After Hours: Meet the Speakers

The Trinity Park Conservancy is excited to host local experts for a discussion centered on equity, parks, & placemaking. Meet our panelists for our November After Hours event.

Join us for After Hours on Monday, November 12th from 5:30-7pm. You can RSVP to After Hours here!  This event is free and open to the public. 

Jerry L. Hawkins is the Director of Dallas Truth, Racial Healing & Transformation. Dallas TRHT will be broadly inclusive, nonpartisan and collaborative in nature, and will constantly add to the collection of people and organizations interested in contributing to improving Dallas for all of its residents, no matter what their race or background. Jerry was formerly the Project Director for the Bachman Lake Together Project and Zero to Five Funders Collaborative. He is also an Equity and Educational Consultant and Advocate. He was formerly a Male Involvement Specialist and Parenting Facilitator for the Chicago Urban League’s Male Involvement Program, where he served for almost eight years. From 1990 through 1996, Jerry was the recipient of an A.R.T. Scholarship and a Teacher’s Assistantship to The School of the Art Institute of Chicago for a six year study of fine arts, studio drawing, graphic design and computer graphic design, and later received his B.S. in Early Childhood Education and Child & Family Services from Southern Illinois University at Carbondale.

Lizzie MacWillie is the Associate Director at buildingcommunity WORKSHOP. Lizzie leads PeopleOrganizing Place, the participatory city shaping initiative that positions local stakeholders as experts to proactively shape their neighborhood’s future. She brings critical design experience managing [bc]’s multi-year creative-placemaking initiative, Activating Vacancy, bringing people together to share food, stories, art, experience, and histories as well as enabling neighbors to talk, to learn, and to organize.  Prior to joining [bc], Lizzie was a part of OMA/AMO in Rotterdam, NL, as an editor of “Elements of Architecture” by Rem Koolhaas, a collection of books about 15 basic units of architecture. She received a Master of Architecture in Urban Design and a Master of Design Studies in Art, Design and the Public Domain from Harvard’s Graduate School of Design, and a Bachelor of Architecture from CarnegieMellon University.

Isaac Cohen, joined Studio Outside in July 2017 and brings a decade of experience working on all aspects of park and urban public space issues.

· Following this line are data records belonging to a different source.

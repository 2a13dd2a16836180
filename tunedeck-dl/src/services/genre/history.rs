//! Catalog history strategy: an artist's most common catalogued genre

use async_trait::async_trait;
use sqlx::SqlitePool;

use super::{ClassifyContext, GenreStrategy};
use crate::db::catalog;
use crate::models::GenreSource;

/// Placeholder genres that never count as a history hit.
const GENERIC: [&str; 3] = ["unclassified", "unknown", "other"];

pub struct HistoryStrategy {
    pool: SqlitePool,
}

impl HistoryStrategy {
    pub fn new(pool: SqlitePool) -> Self {
        Self { pool }
    }
}

#[async_trait]
impl GenreStrategy for HistoryStrategy {
    fn source(&self) -> GenreSource {
        GenreSource::History
    }

    async fn classify(&self, ctx: &ClassifyContext<'_>) -> Option<String> {
        let artist = ctx.fields.artist.as_deref()?;
        let counts = match catalog::genre_counts_for_artist(&self.pool, artist).await {
            Ok(counts) => counts,
            Err(e) => {
                tracing::warn!("history lookup failed for {}: {}", artist, e);
                return None;
            }
        };
        counts
            .into_iter()
            .find(|(genre, _)| !GENERIC.contains(&genre.to_lowercase().as_str()))
            .map(|(genre, _)| genre)
    }
}

#[cfg(test)]
mod tests {
    use super::*;
    use crate::db::test_pool;
    use crate::db::catalog::{register, CatalogEntry};
    use crate::models::{DownloadSource, ExtractedFields, ResolvedMetadata};

    async fn seed(pool: &SqlitePool, video_id: &str, genre: Option<&str>) {
        let entry = CatalogEntry {
            video_id: video_id.to_string(),
            url: format!("https://www.youtube.com/watch?v={video_id}"),
            title: format!("Track {video_id}"),
            artist: Some("Dusty Kid".to_string()),
            year: None,
            genre: genre.map(str::to_string),
            decade: None,
            file_path: format!("/music/{video_id}.mp3"),
            file_size: None,
            file_type: "MP3".to_string(),
            duration_seconds: None,
            bitrate_kbps: None,
            source: DownloadSource::Direct,
            downloaded_at: None,
        };
        register(pool, &entry).await.unwrap();
    }

    #[tokio::test]
    async fn most_common_real_genre_wins() {
        let pool = test_pool().await;
        seed(&pool, "a", Some("Unclassified")).await;
        seed(&pool, "b", Some("Unclassified")).await;
        seed(&pool, "c", Some("Techno")).await;
        seed(&pool, "d", Some("Techno")).await;
        seed(&pool, "e", Some("House")).await;

        let strategy = HistoryStrategy::new(pool);
        let fields = ExtractedFields {
            artist: Some("Dusty Kid".to_string()),
            ..Default::default()
        };
        let metadata = ResolvedMetadata::default();
        let ctx = ClassifyContext {
            video_id: "new",
            fields: &fields,
            metadata: &metadata,
        };
        assert_eq!(strategy.classify(&ctx).await.as_deref(), Some("Techno"));
    }

    #[tokio::test]
    async fn no_artist_passes() {
        let pool = test_pool().await;
        let strategy = HistoryStrategy::new(pool);
        let fields = ExtractedFields::default();
        let metadata = ResolvedMetadata::default();
        let ctx = ClassifyContext {
            video_id: "new",
            fields: &fields,
            metadata: &metadata,
        };
        assert!(strategy.classify(&ctx).await.is_none());
    }
}
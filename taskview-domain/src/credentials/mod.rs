//! Where the bearer credential comes from.
//!
//! The controller reads the credential through [`CredentialSource`] on every
//! operation, so a `login` performed in between is picked up without rebuilding
//! anything. [`FileCredentialStore`] keeps it in a small JSON key/value file in the
//! application data directory; [`StaticCredential`] serves a fixed value (an
//! environment variable, or a test).

pub mod errors;
pub mod file_store;

use async_trait::async_trait;
use std::fmt;

pub use errors::CredentialError;
pub use file_store::FileCredentialStore;

/// An opaque signed bearer token. `Debug` never prints the token itself.
#[derive(Clone, PartialEq, Eq)]
pub struct Credential(String);

impl Credential {
    pub fn new(token: impl Into<String>) -> Self {
        Self(token.into())
    }

    pub fn as_str(&self) -> &str {
        &self.0
    }

    /// Empty or whitespace-only tokens count as absent.
    pub fn is_blank(&self) -> bool {
        self.0.trim().is_empty()
    }
}

impl fmt::Debug for Credential {
    fn fmt(&self, f: &mut fmt::Formatter<'_>) -> fmt::Result {
        write!(f, "Credential(<{} bytes>)", self.0.len())
    }
}

impl From<&str> for Credential {
    fn from(token: &str) -> Self {
        Self::new(token)
    }
}

impl From<String> for Credential {
    fn from(token: String) -> Self {
        Self(token)
    }
}

/// Read access to the current credential.
#[cfg_attr(test, mockall::automock)]
#[async_trait]
pub trait CredentialSource: Send + Sync {
    /// `Ok(None)` when nobody is signed in. Blank values are reported as `None`.
    async fn load_credential(&self) -> Result<Option<Credential>, CredentialError>;
}

/// A credential fixed at construction time.
#[derive(Debug, Clone, Default)]
pub struct StaticCredential {
    credential: Option<Credential>,
}

impl StaticCredential {
    pub fn new(token: impl Into<String>) -> Self {
        Self { credential: Some(Credential::new(token)) }
    }

    pub fn none() -> Self {
        Self { credential: None }
    }
}

#[async_trait]
impl CredentialSource for StaticCredential {
    async fn load_credential(&self) -> Result<Option<Credential>, CredentialError> {
        Ok(self.credential.clone().filter(|c| !c.is_blank()))
    }
}

#[cfg(test)]
mod tests {
    use super::*;

    #[test]
    fn test_credential_debug_hides_token() {
        let credential = Credential::new("secret.token.value");
        let printed = format!("{:?}", credential);
        assert!(!printed.contains("secret"));
        assert!(printed.contains("18 bytes"));
    }

    #[test]
    fn test_blank_credential() {
        assert!(Credential::new("   ").is_blank());
        assert!(Credential::new("").is_blank());
        assert!(!Credential::new("a.b.c").is_blank());
    }

    #[tokio::test]
    async fn test_static_credential_filters_blank() {
        assert_eq!(StaticCredential::new("a.b.c").load_credential().await.unwrap(), Some(Credential::new("a.b.c")));
        assert_eq!(StaticCredential::new("  ").load_credential().await.unwrap(), None);
        assert_eq!(StaticCredential::none().load_credential().await.unwrap(), None);
    }
}
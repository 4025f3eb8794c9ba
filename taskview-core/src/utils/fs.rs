//! Filesystem Utilities.
//!
//! Helper functions for common filesystem operations. Every function maps
//! `std::io::Error` onto [`CoreError::Filesystem`] so callers get the path that failed.

use crate::error::CoreError;
use std::fs;
use std::path::Path;

/// Ensures that a directory exists at the given path.
///
/// Missing directories are created together with their parents. A path that exists
/// but is not a directory is an error.
///
/// # Examples
///
/// ```no_run
/// # use taskview_core::utils::fs::ensure_dir_exists;
/// # use tempfile::tempdir;
/// let temp_dir = tempdir().unwrap();
/// let dir_path = temp_dir.path().join("taskview_data");
/// ensure_dir_exists(&dir_path).unwrap();
/// assert!(dir_path.is_dir());
/// ```
pub fn ensure_dir_exists(path: &Path) -> Result<(), CoreError> {
    if path.exists() {
        if !path.is_dir() {
            Err(CoreError::Filesystem {
                message: "Path exists but is not a directory".to_string(),
                path: path.to_path_buf(),
                source: std::io::Error::new(
                    std::io::ErrorKind::AlreadyExists,
                    "Path exists but is not a directory",
                ),
            })
        } else {
            Ok(())
        }
    } else {
        fs::create_dir_all(path).map_err(|e| CoreError::Filesystem {
            message: "Failed to create directory".to_string(),
            path: path.to_path_buf(),
            source: e,
        })
    }
}

/// Reads the entire contents of a file into a string.
pub fn read_file_to_string(path: &Path) -> Result<String, CoreError> {
    fs::read_to_string(path).map_err(|e| CoreError::Filesystem {
        message: "Failed to read file to string".to_string(),
        path: path.to_path_buf(),
        source: e,
    })
}

/// Writes a string to a file, creating the parent directory first.
///
/// The file is created if it does not exist and truncated if it does.
pub fn write_string_to_file(path: &Path, content: &str) -> Result<(), CoreError> {
    if let Some(parent) = path.parent() {
        if !parent.as_os_str().is_empty() {
            ensure_dir_exists(parent)?;
        }
    }
    fs::write(path, content).map_err(|e| CoreError::Filesystem {
        message: "Failed to write string to file".to_string(),
        path: path.to_path_buf(),
        source: e,
    })
}

#[cfg(test)]
mod tests {
    use super::*;
    use tempfile::{tempdir, NamedTempFile};

    #[test]
    fn test_ensure_dir_exists_creates_nested_directories() {
        let temp_root = tempdir().expect("Failed to create temp root dir for test");
        let nested_dir_path = temp_root.path().join("parent_dir/child_dir");

        assert!(!nested_dir_path.exists());
        let result = ensure_dir_exists(&nested_dir_path);
        assert!(result.is_ok(), "ensure_dir_exists failed for nested: {:?}", result.err());
        assert!(nested_dir_path.is_dir(), "Nested path created is not a directory");
    }

    #[test]
    fn test_ensure_dir_exists_succeeds_if_directory_already_exists() {
        let temp_root = tempdir().expect("Failed to create temp root dir for test");
        assert!(ensure_dir_exists(temp_root.path()).is_ok());
    }

    #[test]
    fn test_ensure_dir_exists_fails_if_path_is_a_file() {
        let file = NamedTempFile::new().expect("Failed to create temp file");
        match ensure_dir_exists(file.path()) {
            Err(CoreError::Filesystem { path, .. }) => assert_eq!(path, file.path()),
            other => panic!("Expected Filesystem error, got {:?}", other),
        }
    }

    #[test]
    fn test_write_then_read_creates_parent_directory() {
        let temp_root = tempdir().expect("Failed to create temp root dir for test");
        let file_path = temp_root.path().join("nested/credentials.json");

        write_string_to_file(&file_path, "{}").expect("write failed");
        assert_eq!(read_file_to_string(&file_path).expect("read failed"), "{}");
    }

    #[test]
    fn test_read_missing_file_reports_path() {
        let temp_root = tempdir().expect("Failed to create temp root dir for test");
        let missing = temp_root.path().join("missing.txt");
        match read_file_to_string(&missing) {
            Err(CoreError::Filesystem { path, source, .. }) => {
                assert_eq!(path, missing);
                assert_eq!(source.kind(), std::io::ErrorKind::NotFound);
            }
            other => panic!("Expected Filesystem error, got {:?}", other),
        }
    }
}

He spent this time working with communities around the country on advocacy and fundraising to build urban park, and on engagement and research into critical issues impacting the use of public space. He brings a wealth of knowledge of Dallas neighborhoods, history, and landscapes that he hopes to integrate into the studio.
He is inspired by building relationships with the communities he works with and finding ways to represent and elevate their history, experiences, and connections to the land in an artful way. In Dallas, he has worked on a range of projects including Activating Vacancy, an arts and placemaking initiative in the Tenth Street Historic District; Little Free Libraries/Libros Libres, a literacy and placemaking project and an analysis of the relationship between Dallas’ public park system and residential racial segregation and movement within the city. His work has been published and exhibited nationally and internationally.
Isaac has a Bachelors of Arts with honors in Studio Art from Vassar College and a Master’s degree in Landscape Architecture from the University of Virginia where he was awarded as the University Olmsted Scholar. In his free time, he can be found exploring close to home and far afield, cooking, reading, and making art.

Brent A. Brown, AIA, is CEO and President of Trinity Park Conservancy, a nonprofit dedicated to the vision of the Trinity River as a public space that unites the city, creates economic development, provides access for people to nature, and inspires stewardship for the river ecosystem. Building on his experience as an architect, city planner, and urban designer, Brent will guide the Trinity Park Conservancy in delivering the 200-acre plus Harold Simmons Park as the first realization of this vision.
Brent also serves as Chairman of the Board for buildingcommunity WORKSHOP [bc], an organization he founded in 2005 to solve difficult problems and enhance livability for all citizens. He has also served as Founding Director of the City of Dallas’ CityDesign Studio and Dallas’ Design Director stewarding the urban design vision for the city as well as a member of the International Advisory Board of Rotterdam, providing advice on matters of economic development and other aspects of the urban development.
Winner of dozens of local, national and international awards, he is especially proud to have been selected as a 2013 Rudy Bruner Award Silver Medalist, recognizing innovative thinking about the built environment and advancing conversation about making cities better and the Copper-Hewitt’s inclusion of his work in the recent exhibition, By the People: Designing a Better America.